Activity:
Repeat exactly the lines from the first line of the records through the line containing "fn set_data(&self, key: &str, value: &str);", and nothing more.

[Stored data entries]
//! The slice of the DOM the controllers need.
//!
//! Flags are CSS classes, so most of this is class-list access. The browser
//! implementations live in `web::element`.

/// An element whose classes, inline style, `data-*` attributes and text can be
/// read and written.
///
/// Mutations never fail from the caller's point of view: a class-list call
/// the browser rejects is simply dropped.
pub trait UiElement {
    fn has_class(&self, class: &str) -> bool;
    fn add_class(&self, class: &str);
    fn remove_class(&self, class: &str);

    /// Flips `class` and returns whether it is now present.
    fn toggle_class(&self, class: &str) -> bool {
        if self.has_class(class) {
            self.remove_class(class);
            false
        } else {
            self.add_class(class);
            true
        }
    }

    /// Sets one inline style property, e.g. `("box-shadow", "none")`.
    fn set_style(&self, property: &str, value: &str);

    /// Reads `data-<key>`.
    fn data(&self, key: &str) -> Option<String>;
    fn set_data(&self, key: &str, value: &str);

    fn text(&self) -> String;
    fn set_text(&self, text: &str);
}

/// A form control with a current value (`<input>` or `<textarea>`).
pub trait FormInput {
    fn value(&self) -> String;
}

#[derive(Debug, Clone, Copy, PartialEq, Eq)]
pub enum ScrollBehavior {
    Instant,
    Smooth,
}

/// The window as seen by the scroll-driven controllers.
pub trait Viewport {
    /// Vertical page scroll offset in CSS pixels.
    fn scroll_offset(&self) -> f64;
    /// Layout viewport width in CSS pixels.
    fn width(&self) -> f64;
    fn scroll_to(&self, top: f64, behavior: ScrollBehavior);
}

/// Something that reports when elements cross into the viewport, i.e. an
/// `IntersectionObserver`.
pub trait Watcher<E> {
    fn watch(&self, element: &E);
    fn unwatch(&self, element: &E);
}
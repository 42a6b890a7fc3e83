use log::debug;

use crate::dom::{UiElement, Watcher};

const REVEAL_CLASS: &str = "animate";
const STAGGERED_CLASS: &str = "skill-card";
const DELAY_KEY: &str = "delay";

/// One intersection report for a watched element.
#[derive(Debug, Clone)]
pub struct IntersectionEntry<E> {
    pub target: E,
    pub is_intersecting: bool,
}

/// Formats a delay in seconds without float noise (`0.3`, not
/// `0.30000000000000004`).
fn format_delay(seconds: f64) -> String {
    let rounded = (seconds * 1000.0).round() / 1000.0;
    format!("{}", rounded)
}

/// Marks elements `animate` the first time they scroll into view.
///
/// Revealing is one-way: the element is unwatched right after, so leaving and
/// re-entering the viewport changes nothing.
#[derive(Debug, Clone, Copy)]
pub struct RevealOnScroll {
    stagger_step: f64,
}

impl RevealOnScroll {
    pub fn new(stagger_step: f64) -> Self {
        Self { stagger_step }
    }

    /// Watches cards that reveal one after another. Each card's delay comes
    /// from its position in `cards` and is stored on the element once.
    pub fn register_staggered<E, W>(&self, watcher: &W, cards: &[E])
    where
        E: UiElement,
        W: Watcher<E>,
    {
        for (index, card) in cards.iter().enumerate() {
            card.set_data(DELAY_KEY, &format_delay(index as f64 * self.stagger_step));
            watcher.watch(card);
        }
    }

    pub fn register<E, W>(&self, watcher: &W, elements: &[E])
    where
        E: UiElement,
        W: Watcher<E>,
    {
        for element in elements {
            watcher.watch(element);
        }
    }

    /// Returns how many elements were revealed by this batch.
    pub fn handle_entries<E, W, I>(&self, watcher: &W, entries: I) -> usize
    where
        E: UiElement,
        W: Watcher<E>,
        I: IntoIterator<Item = IntersectionEntry<E>>,
    {
        let mut revealed = 0;
        for entry in entries {
            if !entry.is_intersecting {
                continue;
            }
            let target = entry.target;
            target.add_class(REVEAL_CLASS);
            if target.has_class(STAGGERED_CLASS) {
                let delay = target.data(DELAY_KEY).unwrap_or_else(|| "0".to_string());
                target.set_style("transition-delay", &format!("{}s", delay));
            }
            watcher.unwatch(&target);
            revealed += 1;
        }
        if revealed > 0 {
            debug!("revealed {} element(s)", revealed);
        }
        revealed
    }
}

#[cfg(test)]
mod tests {
    use super::*;
    use crate::testing::{FakeElement, FakeWatcher};

    fn entry(target: &FakeElement, is_intersecting: bool) -> IntersectionEntry<FakeElement> {
        IntersectionEntry {
            target: target.clone(),
            is_intersecting,
        }
    }

    #[test]
    fn delays_are_clean_decimals() {
        assert_eq!(format_delay(0.0), "0");
        assert_eq!(format_delay(3.0 * 0.1), "0.3");
        assert_eq!(format_delay(7.0 * 0.1), "0.7");
        assert_eq!(format_delay(1.0), "1");
    }

    #[test]
    fn staggered_cards_get_indexed_delay() {
        let watcher = FakeWatcher::default();
        let cards: Vec<_> = (0..4)
            .map(|_| FakeElement::with_classes(&["skill-card"]))
            .collect();
        RevealOnScroll::new(0.1).register_staggered(&watcher, &cards);

        assert_eq!(watcher.len(), 4);
        assert_eq!(cards[0].data("delay").as_deref(), Some("0"));
        assert_eq!(cards[1].data("delay").as_deref(), Some("0.1"));
        assert_eq!(cards[3].data("delay").as_deref(), Some("0.3"));
    }

    #[test]
    fn intersecting_card_gets_transition_delay() {
        let watcher = FakeWatcher::default();
        let cards: Vec<_> = (0..3)
            .map(|_| FakeElement::with_classes(&["skill-card"]))
            .collect();
        let reveal = RevealOnScroll::new(0.1);
        reveal.register_staggered(&watcher, &cards);

        let revealed = reveal.handle_entries(&watcher, vec![entry(&cards[2], true)]);
        assert_eq!(revealed, 1);
        assert!(cards[2].has_class("animate"));
        assert_eq!(cards[2].style("transition-delay").as_deref(), Some("0.2s"));
        assert!(!watcher.is_watching(&cards[2]));
        assert!(watcher.is_watching(&cards[0]));
    }

    #[test]
    fn plain_sections_have_no_delay() {
        let watcher = FakeWatcher::default();
        let title = FakeElement::with_classes(&["section-title"]);
        let reveal = RevealOnScroll::new(0.1);
        reveal.register(&watcher, std::slice::from_ref(&title));

        reveal.handle_entries(&watcher, vec![entry(&title, true)]);
        assert!(title.has_class("animate"));
        assert_eq!(title.style("transition-delay"), None);
    }

    #[test]
    fn unregistered_card_defaults_to_zero_delay() {
        let watcher = FakeWatcher::default();
        let card = FakeElement::with_classes(&["skill-card"]);
        RevealOnScroll::new(0.1).handle_entries(&watcher, vec![entry(&card, true)]);
        assert_eq!(card.style("transition-delay").as_deref(), Some("0s"));
    }

    #[test]
    fn non_intersecting_entries_are_ignored() {
        let watcher = FakeWatcher::default();
        let about = FakeElement::with_classes(&["about-text"]);
        let reveal = RevealOnScroll::new(0.1);
        reveal.register(&watcher, std::slice::from_ref(&about));

        assert_eq!(reveal.handle_entries(&watcher, vec![entry(&about, false)]), 0);
        assert!(!about.has_class("animate"));
        assert!(watcher.is_watching(&about));
    }

    #[test]
    fn reveal_is_permanent() {
        let watcher = FakeWatcher::default();
        let card = FakeElement::with_classes(&["project-card"]);
        let reveal = RevealOnScroll::new(0.1);
        reveal.register(&watcher, std::slice::from_ref(&card));

        reveal.handle_entries(&watcher, vec![entry(&card, true)]);
        reveal.handle_entries(&watcher, vec![entry(&card, false)]);
        reveal.handle_entries(&watcher, vec![entry(&card, true), entry(&card, false)]);
        assert!(card.has_class("animate"));
        assert!(!watcher.is_watching(&card));
    }

    #[test]
    fn batch_reveals_only_intersecting() {
        let watcher = FakeWatcher::default();
        let a = FakeElement::with_classes(&["contact-form"]);
        let b = FakeElement::with_classes(&["contact-info"]);
        let reveal = RevealOnScroll::new(0.1);
        reveal.register(&watcher, &[a.clone(), b.clone()]);

        let revealed = reveal.handle_entries(&watcher, vec![entry(&a, true), entry(&b, false)]);
        assert_eq!(revealed, 1);
        assert!(a.has_class("animate"));
        assert!(!b.has_class("animate"));
        assert_eq!(watcher.len(), 1);
    }
}
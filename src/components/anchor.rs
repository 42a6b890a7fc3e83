use log::{debug, warn};

use crate::components::menu::MenuController;
use crate::dom::{ScrollBehavior, UiElement, Viewport};

/// The selector part of an in-page link, or `None` when the href doesn't
/// point at an element (`"#"`, `"/about"`).
pub fn target_selector(href: &str) -> Option<&str> {
    if href.len() > 1 && href.starts_with('#') {
        Some(href)
    } else {
        None
    }
}

#[derive(Debug, Clone, Copy, PartialEq)]
pub enum AnchorOutcome {
    Scrolled { top: f64 },
    TargetMissing,
}

/// Smooth scrolling for `href="#..."` links, keeping the target clear of the
/// fixed header.
#[derive(Debug, Clone, Copy)]
pub struct AnchorNavigator {
    header_offset: f64,
    mobile_breakpoint: f64,
}

impl AnchorNavigator {
    pub fn new(header_offset: f64, mobile_breakpoint: f64) -> Self {
        Self {
            header_offset,
            mobile_breakpoint,
        }
    }

    /// `target_top` is relative to the viewport, `page_offset` is the current
    /// page scroll.
    pub fn scroll_destination(&self, target_top: f64, page_offset: f64) -> f64 {
        target_top + page_offset - self.header_offset
    }

    /// Handles one link click. `measure_target` is `None` when the href
    /// resolved to nothing; otherwise it reports the target's viewport-relative
    /// top and is only called once the mobile menu is out of the way.
    pub fn navigate<V, E, M>(
        &self,
        href: &str,
        measure_target: Option<M>,
        viewport: &V,
        menu: Option<&MenuController<E>>,
    ) -> AnchorOutcome
    where
        V: Viewport,
        E: UiElement,
        M: FnOnce() -> f64,
    {
        let Some(measure_target) = measure_target else {
            warn!("anchor target `{}` not found on page", href);
            return AnchorOutcome::TargetMissing;
        };

        if viewport.width() <= self.mobile_breakpoint {
            if let Some(menu) = menu {
                menu.close();
            }
        }

        // Closing the menu can shift layout, so both readings come after it.
        let top = self.scroll_destination(measure_target(), viewport.scroll_offset());
        debug!("scrolling to `{}` at {}", href, top);
        viewport.scroll_to(top, ScrollBehavior::Smooth);
        AnchorOutcome::Scrolled { top }
    }
}
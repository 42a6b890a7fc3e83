use thiserror::Error;

/// Why a single component could not be installed on the page.
///
/// Setup errors never abort the whole enhancement run; the component that hit
/// one is skipped and the rest carry on.
#[derive(Debug, Error)]
pub enum SetupError {
    #[error("no element matches `{0}`")]
    MissingElement(String),

    #[error("`{0}` is not a valid selector")]
    InvalidSelector(String),

    #[error("element matching `{selector}` is not {expected}")]
    WrongElementKind {
        selector: String,
        expected: &'static str,
    },

    #[error("browser API unavailable: {0}")]
    Unavailable(&'static str),

    #[error("failed to attach `{event}` listener: {reason}")]
    Listener { event: &'static str, reason: String },

    #[error("failed to create intersection observer: {0}")]
    Observer(String),
}

#[derive(Debug, Error)]
pub enum ConfigError {
    #[error("invalid config json: {0}")]
    Json(#[from] serde_json::Error),

    #[error("invalid config value: {0}")]
    Value(String),

    #[error("{field} out of range: {value}")]
    OutOfRange { field: &'static str, value: f64 },
}
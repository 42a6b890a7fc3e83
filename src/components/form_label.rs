use crate::dom::{FormInput, UiElement};

const LABEL_ACTIVE_CLASS: &str = "active";
const GROUP_FOCUSED_CLASS: &str = "focused";

/// Floats a form label above its field while the field is focused or filled.
pub struct FloatingLabel<E, I> {
    group: E,
    input: I,
    label: E,
}

impl<E: UiElement, I: FormInput> FloatingLabel<E, I> {
    pub fn new(group: E, input: I, label: E) -> Self {
        Self {
            group,
            input,
            label,
        }
    }

    /// Picks up values already present on load (autofill, restored forms).
    pub fn sync_initial(&self) {
        if !self.input.value().is_empty() {
            self.label.add_class(LABEL_ACTIVE_CLASS);
        }
    }

    pub fn on_focus(&self) {
        self.label.add_class(LABEL_ACTIVE_CLASS);
        self.group.add_class(GROUP_FOCUSED_CLASS);
    }

    pub fn on_blur(&self) {
        if self.input.value().is_empty() {
            self.label.remove_class(LABEL_ACTIVE_CLASS);
        }
        self.group.remove_class(GROUP_FOCUSED_CLASS);
    }
}
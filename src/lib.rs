//! Page enhancements for a static portfolio site.
//!
//! The controllers under [`components`] hold all of the behavior and only talk
//! to the page through the traits in [`dom`] and [`scheduler`], so they run the
//! same against the browser and against the in-memory fakes used in tests. The
//! browser bindings live in `web` and are only compiled for `wasm32`.

pub mod config;
pub mod dom;
pub mod error;
pub mod scheduler;

pub mod components {
    pub mod anchor;
    pub mod form_label;
    pub mod menu;
    pub mod navbar;
    pub mod parallax;
    pub mod reveal;
    pub mod typewriter;
}

#[cfg(target_arch = "wasm32")]
mod web;

#[cfg(test)]
mod testing;

pub use config::EnhanceConfig;
pub use error::{ConfigError, SetupError};
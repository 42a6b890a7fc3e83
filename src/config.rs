use log::Level;
use serde::Deserialize;

use crate::error::ConfigError;

/// Id of the optional `<script type="application/json">` block a page can use
/// to override the defaults.
pub const CONFIG_ELEMENT_ID: &str = "enhance-config";

#[cfg(debug_assertions)]
pub fn default_log_level() -> Level {
    Level::Debug
}

#[cfg(not(debug_assertions))]
pub fn default_log_level() -> Level {
    Level::Info
}

/// Selectors for every element the enhancements hook into.
#[derive(Debug, Clone, PartialEq, Deserialize)]
#[serde(default, rename_all = "camelCase")]
pub struct Selectors {
    pub menu_toggle: String,
    pub menu_panel: String,
    pub anchors: String,
    pub staggered: String,
    pub reveal: Vec<String>,
    pub form_group: String,
    pub form_input: String,
    pub form_label: String,
    pub navbar: String,
    pub hero: String,
    pub hero_title: String,
    pub hero_subtitle: String,
}

impl Default for Selectors {
    fn default() -> Self {
        Self {
            menu_toggle: ".hamburger".to_string(),
            menu_panel: ".nav-links".to_string(),
            anchors: "a[href^=\"#\"]".to_string(),
            staggered: ".skill-card".to_string(),
            reveal: [
                ".section-title",
                ".project-card",
                ".about-text",
                ".contact-form",
                ".contact-info",
            ]
            .iter()
            .map(|s| s.to_string())
            .collect(),
            form_group: ".form-group".to_string(),
            form_input: "input, textarea".to_string(),
            form_label: "label".to_string(),
            navbar: ".navbar".to_string(),
            hero: ".hero".to_string(),
            hero_title: ".hero h1".to_string(),
            hero_subtitle: ".hero p".to_string(),
        }
    }
}

/// Everything tunable about the page enhancements. Every field has a default,
/// so a page only needs to spell out what it changes.
#[derive(Debug, Clone, PartialEq, Deserialize)]
#[serde(default, rename_all = "camelCase")]
pub struct EnhanceConfig {
    pub selectors: Selectors,
    /// Widths at or below this count as mobile for the anchor handler.
    pub mobile_breakpoint: f64,
    /// Height of the fixed header kept clear when scrolling to an anchor.
    pub header_offset: f64,
    pub reveal_threshold: f64,
    pub reveal_root_margin: String,
    /// Seconds of transition delay added per staggered card.
    pub stagger_step: f64,
    pub title_interval_ms: u32,
    pub subtitle_interval_ms: u32,
    /// Gap between the title finishing and the subtitle starting.
    pub subtitle_pause_ms: u32,
    pub parallax_factor: f64,
    pub navbar_shadow: String,
    pub log_level: Option<String>,
}

impl Default for EnhanceConfig {
    fn default() -> Self {
        Self {
            selectors: Selectors::default(),
            mobile_breakpoint: 768.0,
            header_offset: 80.0,
            reveal_threshold: 0.1,
            reveal_root_margin: "0px".to_string(),
            stagger_step: 0.1,
            title_interval_ms: 100,
            subtitle_interval_ms: 50,
            subtitle_pause_ms: 200,
            parallax_factor: 0.5,
            navbar_shadow: "var(--shadow)".to_string(),
            log_level: None,
        }
    }
}

impl EnhanceConfig {
    /// Parses and validates a JSON override block.
    pub fn from_json(json: &str) -> Result<Self, ConfigError> {
        let config: Self = serde_json::from_str(json)?;
        config.validate()?;
        Ok(config)
    }

    pub fn validate(&self) -> Result<(), ConfigError> {
        if !(0.0..=1.0).contains(&self.reveal_threshold) {
            return Err(ConfigError::OutOfRange {
                field: "revealThreshold",
                value: self.reveal_threshold,
            });
        }
        if !self.parallax_factor.is_finite() {
            return Err(ConfigError::OutOfRange {
                field: "parallaxFactor",
                value: self.parallax_factor,
            });
        }
        for (field, value) in [
            ("mobileBreakpoint", self.mobile_breakpoint),
            ("headerOffset", self.header_offset),
            ("staggerStep", self.stagger_step),
        ] {
            if !value.is_finite() || value < 0.0 {
                return Err(ConfigError::OutOfRange { field, value });
            }
        }
        for (field, value) in [
            ("titleIntervalMs", self.title_interval_ms),
            ("subtitleIntervalMs", self.subtitle_interval_ms),
        ] {
            if value == 0 {
                return Err(ConfigError::OutOfRange {
                    field,
                    value: f64::from(value),
                });
            }
        }
        Ok(())
    }

    /// The configured log level, or the build default when unset or
    /// unrecognised.
    pub fn log_level(&self) -> Level {
        self.log_level
            .as_deref()
            .and_then(|level| level.parse().ok())
            .unwrap_or_else(default_log_level)
    }
}
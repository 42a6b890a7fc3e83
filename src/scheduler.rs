use std::cell::Cell;
use std::rc::Rc;

/// Runs a task once after a delay. In the browser this is `setTimeout`.
pub trait Scheduler {
    fn schedule(&self, delay_ms: u32, task: Box<dyn FnOnce()>);
}

/// Cancel hook shared by every step of a deferred sequence.
///
/// Cancelling doesn't unschedule anything; pending steps see the flag and do
/// nothing when they fire.
#[derive(Debug, Clone, Default)]
pub struct TypingHandle {
    cancelled: Rc<Cell<bool>>,
}

impl TypingHandle {
    pub fn new() -> Self {
        Self::default()
    }

    pub fn cancel(&self) {
        self.cancelled.set(true);
    }

    pub fn is_cancelled(&self) -> bool {
        self.cancelled.get()
    }
}
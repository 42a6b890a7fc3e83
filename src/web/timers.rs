use gloo_timers::callback::Timeout;

use crate::scheduler::Scheduler;

/// `setTimeout`-backed scheduler. Timeouts are fire-and-forget; cancellation
/// goes through [`TypingHandle`](crate::scheduler::TypingHandle).
pub struct TimeoutScheduler;

impl Scheduler for TimeoutScheduler {
    fn schedule(&self, delay_ms: u32, task: Box<dyn FnOnce()>) {
        Timeout::new(delay_ms, task).forget();
    }
}
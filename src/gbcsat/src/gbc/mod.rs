/*****************************************************************************************[gbc/mod.rs]
Copyright (c) 2026, gbcsat contributors

Permission is hereby granted, free of charge, to any person obtaining a copy of this software and
associated documentation files (the "Software"), to deal in the Software without restriction,
including without limitation the rights to use, copy, modify, merge, publish, distribute,
sublicense, and/or sell copies of the Software, and to permit persons to whom the Software is
furnished to do so, subject to the following conditions:

The above copyright notice and this permission notice shall be included in all copies or
substantial portions of the Software.

THE SOFTWARE IS PROVIDED "AS IS", WITHOUT WARRANTY OF ANY KIND, EXPRESS OR IMPLIED, INCLUDING BUT
NOT LIMITED TO THE WARRANTIES OF MERCHANTABILITY, FITNESS FOR A PARTICULAR PURPOSE AND
NONINFRINGEMENT. IN NO EVENT SHALL THE AUTHORS OR COPYRIGHT HOLDERS BE LIABLE FOR ANY CLAIM,
DAMAGES OR OTHER LIABILITY, WHETHER IN AN ACTION OF CONTRACT, TORT OR OTHERWISE, ARISING FROM, OUT
OF OR IN CONNECTION WITH THE SOFTWARE OR THE USE OR OTHER DEALINGS IN THE SOFTWARE.
**************************************************************************************************/

//! Discovery of globally blocked clauses (GBCs).
//!
//! The pass probes the formula with one or two assumed literals, looks at
//! which clauses the resulting partial assignment satisfies (the autarky
//! side) and which it only falsifies literals of (the conditional side),
//! and derives a clause `conditional ∨ key` that can be added without
//! changing satisfiability. Assumption-side literals are then shrunk with
//! one of several strategies before the clause is installed or recorded.
//!
//! The solver is only accessed through [`GbcHost`].

use {
    crate::clause::{lbool, Lit, Var},
    std::{
        fmt, io,
        str::FromStr,
        time::{Duration, Instant, SystemTime, UNIX_EPOCH},
    },
};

Answer:
//! The slice of the DOM the controllers need.
//!
//! Flags are CSS classes, so most of this is class-list access. The browser
//! implementations live in `web::element`.

/// An element whose classes, inline style, `data-*` attributes and text can be
/// read and written.
///
/// Mutations never fail from the caller's point of view: a class-list call
/// the browser rejects is simply dropped.
pub trait UiElement {
    fn has_class(&self, class: &str) -> bool;
    fn add_class(&self, class: &str);
    fn remove_class(&self, class: &str);

    /// Flips `class` and returns whether it is now present.
    fn toggle_class(&self, class: &str) -> bool {
        if self.has_class(class) {
            self.remove_class(class);
            false
        } else {
            self.add_class(class);
            true
        }
    }

    /// Sets one inline style property, e.g. `("box-shadow", "none")`.
    fn set_style(&self, property: &str, value: &str);

    /// Reads `data-<key>`.
    fn data(&self, key: &str) -> Option<String>;
    fn set_data(&self, key: &str, value: &str);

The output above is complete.